Сегодня вежливое ухо горожанина режут слова "кобель" и "сука". Выясняя
пол четвероногих, на правах детей вошедших в чьи-то семьи, манерные дамы
спрашивают: "У вас мальчик или девочка?"
Рисуя особенности военной службы и быта в отдаленных краях, военная
песня сообщала:

И встретит нас привычный кров
Родных Курильских островов,
Картишки, водка и любов
И общество китов.

Да, командный язык более груб и тверд. Он как бы застыл в своей боевой,
ратной первозданности. В нем и слово "любовь", если вы уже заметили,
произносится не с мягким, а с твердым знаком, поскольку любовь командира к
подчиненным строга, и именно эта строгость им во благо.

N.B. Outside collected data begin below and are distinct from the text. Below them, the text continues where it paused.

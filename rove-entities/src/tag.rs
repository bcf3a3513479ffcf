use crate::id::{PostId, TagId};

#[rustfmt::skip]
#[derive(Debug, Clone, PartialEq, Eq)]
pub struct Tag {
    pub id          : TagId,
    pub name        : String,
    pub description : Option<String>,
}

#[rustfmt::skip]
#[derive(Debug, Clone, PartialEq, Eq)]
pub struct NewTag {
    pub name        : String,
    pub description : Option<String>,
}

/// Associates a tag with a post.
#[rustfmt::skip]
#[derive(Debug, Clone, Copy, PartialEq, Eq, Hash)]
pub struct PostTag {
    pub post_id : PostId,
    pub tag_id  : TagId,
}
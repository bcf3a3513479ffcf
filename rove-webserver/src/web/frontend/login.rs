use rocket::{
    self,
    form::Form,
    get,
    http::{Cookie, CookieJar, SameSite},
    post,
    request::FlashMessage,
    response::{Flash, Redirect},
    time::{Duration, OffsetDateTime},
    uri, FromForm,
};

use super::{view, Reply, Result};
use crate::web::{guards::*, sqlite::Connections};
use rove_core::usecases::{self, Error as BusinessError};

const LOGIN_FAILED: &str = "Incorrect login information. Please try again";

/// How long "remember me" keeps a session alive.
const REMEMBER_DAYS: i64 = 30;

#[derive(FromForm)]
pub struct LoginForm<'r> {
    user_name: &'r str,
    password: &'r str,
    remember: bool,
    next: Option<&'r str>,
}

#[get("/login?<next>")]
pub fn get_login(
    identity: Option<Identity>,
    flash: Option<FlashMessage>,
    next: Option<&str>,
) -> Reply {
    if identity.is_some() {
        return super::redirect_home();
    }
    view::login(flash, &view::FormData::default(), next).into()
}

#[post("/login", data = "<form>")]
pub fn post_login(
    identity: Option<Identity>,
    db: Connections,
    form: Form<LoginForm<'_>>,
    cookies: &CookieJar<'_>,
) -> Result {
    if identity.is_some() {
        return Ok(super::redirect_home());
    }
    let login = usecases::Credentials {
        user_name: form.user_name,
        password: form.password,
    };
    let result = {
        let db = db.shared()?;
        usecases::login_with_user_name(&db, &login)
    };
    match result {
        Ok(account) => {
            let cookie = Cookie::build((COOKIE_ACCOUNT_KEY, account.id.to_string()))
                .http_only(true)
                .same_site(SameSite::Lax);
            let lifetime = Duration::days(REMEMBER_DAYS);
            let cookie = if form.remember {
                cookie
                    .max_age(lifetime)
                    .expires(OffsetDateTime::now_utc() + lifetime)
            } else {
                // Ends with the browser session
                cookie.expires(None::<OffsetDateTime>)
            };
            cookies.add_private(cookie);
            debug!("Account {} logged in", account.id);
            let target = form
                .next
                .filter(|next| is_local_path(next))
                .unwrap_or("/")
                .to_string();
            Ok(Redirect::to(target).into())
        }
        Err(BusinessError::Credentials) => {
            let data = view::FormData::default()
                .with_value("user_name", form.user_name)
                .with_error("", LOGIN_FAILED);
            Ok(view::login(None, &data, form.next).into())
        }
        Err(err) => Err(err.into()),
    }
}

#[post("/logout")]
pub fn post_logout(cookies: &CookieJar<'_>) -> Flash<Redirect> {
    cookies.remove_private(COOKIE_ACCOUNT_KEY);
    Flash::success(
        Redirect::to(uri!(super::get_index)),
        "You have successfully logged out.",
    )
}
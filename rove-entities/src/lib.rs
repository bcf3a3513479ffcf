#![deny(missing_debug_implementations)]
#![cfg_attr(test, deny(warnings))]

//! # rove-entities
//!
//! Reusable, agnostic domain entities for Rove.
//!
//! The entities only contain generic functionality that does not reveal any application-specific business logic.

pub mod account;
pub mod comment;
pub mod folder;
pub mod id;
pub mod like;
pub mod lodging;
pub mod password;
pub mod post;
pub mod tag;
pub mod todo;
use std::path::PathBuf;

use rocket::{config::Config as RocketCfg, fs::FileServer, Build, Rocket, Route};

use rove_core::gateways::image::ImageStorage;

mod error;
mod frontend;
mod guards;
mod sqlite;


/// Post pictures are served from here.
const IMAGES_MOUNT_POINT: &str = "/post_pics";

#[derive(Debug, Clone)]
pub struct Cfg {
    /// The directory that contains the stored post pictures.
    pub image_dir: PathBuf,
}

pub(crate) struct InstanceOptions {
    mounts: Vec<(&'static str, Vec<Route>)>,
    rocket_cfg: Option<RocketCfg>,
    cfg: Cfg,
}

pub(crate) fn rocket_instance(
    options: InstanceOptions,
    db: sqlite::Connections,
    images: Box<dyn ImageStorage + Send + Sync>,
) -> Rocket<Build> {
    let InstanceOptions {
        mounts,
        rocket_cfg,
        cfg,
    } = options;

    info!(
        "Serving post pictures from {} at {IMAGES_MOUNT_POINT}",
        cfg.image_dir.display()
    );
    let image_files = FileServer::from(&cfg.image_dir);

    let r = match rocket_cfg {
        Some(cfg) => rocket::custom(cfg),
        None => rocket::build(),
    };

    let mut instance = r
        .manage(db)
        .manage(guards::Images::new(images))
        .manage(cfg)
        .register("/", frontend::catchers())
        .mount(IMAGES_MOUNT_POINT, image_files);

    for (m, r) in mounts {
        instance = instance.mount(m, r);
    }
    instance
}

fn mounts() -> Vec<(&'static str, Vec<Route>)> {
    vec![("/", frontend::routes())]
}

pub async fn run(
    db: sqlite::Connections,
    images: Box<dyn ImageStorage + Send + Sync>,
    cfg: Cfg,
) {
    let options = InstanceOptions {
        mounts: mounts(),
        rocket_cfg: None,
        cfg,
    };
    let instance = rocket_instance(options, db, images);
    if let Err(err) = instance.launch().await {
        log::error!("Unable to run web server: {err}");
    }
}
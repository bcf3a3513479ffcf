use crate::id::{LodgingId, LodgingVisitId, PostId};

#[rustfmt::skip]
#[derive(Debug, Clone, PartialEq, Eq)]
pub struct Lodging {
    pub id       : LodgingId,
    pub name     : String,
    pub location : String,
}

#[rustfmt::skip]
#[derive(Debug, Clone, PartialEq, Eq)]
pub struct NewLodging {
    pub name     : String,
    pub location : String,
}

pub const MIN_RATING: u8 = 1;
pub const MAX_RATING: u8 = 5;

/// A stay at a lodging, reported by exactly one post.
#[rustfmt::skip]
#[derive(Debug, Clone, PartialEq, Eq)]
pub struct LodgingVisit {
    pub id         : LodgingVisitId,
    pub post_id    : PostId,
    pub lodging_id : LodgingId,
    pub cost       : u32,
    pub rating     : u8,
    pub comment    : String,
}

#[rustfmt::skip]
#[derive(Debug, Clone, PartialEq, Eq)]
pub struct NewLodgingVisit {
    pub post_id    : PostId,
    pub lodging_id : LodgingId,
    pub cost       : u32,
    pub rating     : u8,
    pub comment    : String,
}

impl NewLodgingVisit {
    pub fn is_valid_rating(&self) -> bool {
        (MIN_RATING..=MAX_RATING).contains(&self.rating)
    }
}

На военном языке кобылу именуют кобылой, жеребца - жеребцом. И уж
никогда командир не скажет о трусе, что тот немного "недосмел" или чуть-чуть
"недомужествен". Смелость в армии - это смелость. Трусость - всего лишь
презренная трусость.
Единственное условно деликатное выражение, вошедшее в командирский
язык, - это слово "отказчик". Оно показывает, что временно, до
окончательного выяснения, человека нельзя отнести к смелым, но в разряд
трусов зачислять еще рано. Ведь грань, отделяющая смелость от трусости,
скрыта от наших глаз. Ее не прощупаешь пальцами, не просветишь рентгеном. Но
она есть. И попробуй угадай, в какую сторону - ближе к паническому ужасу или
к робкой смелости - сдвинут у человека строй души.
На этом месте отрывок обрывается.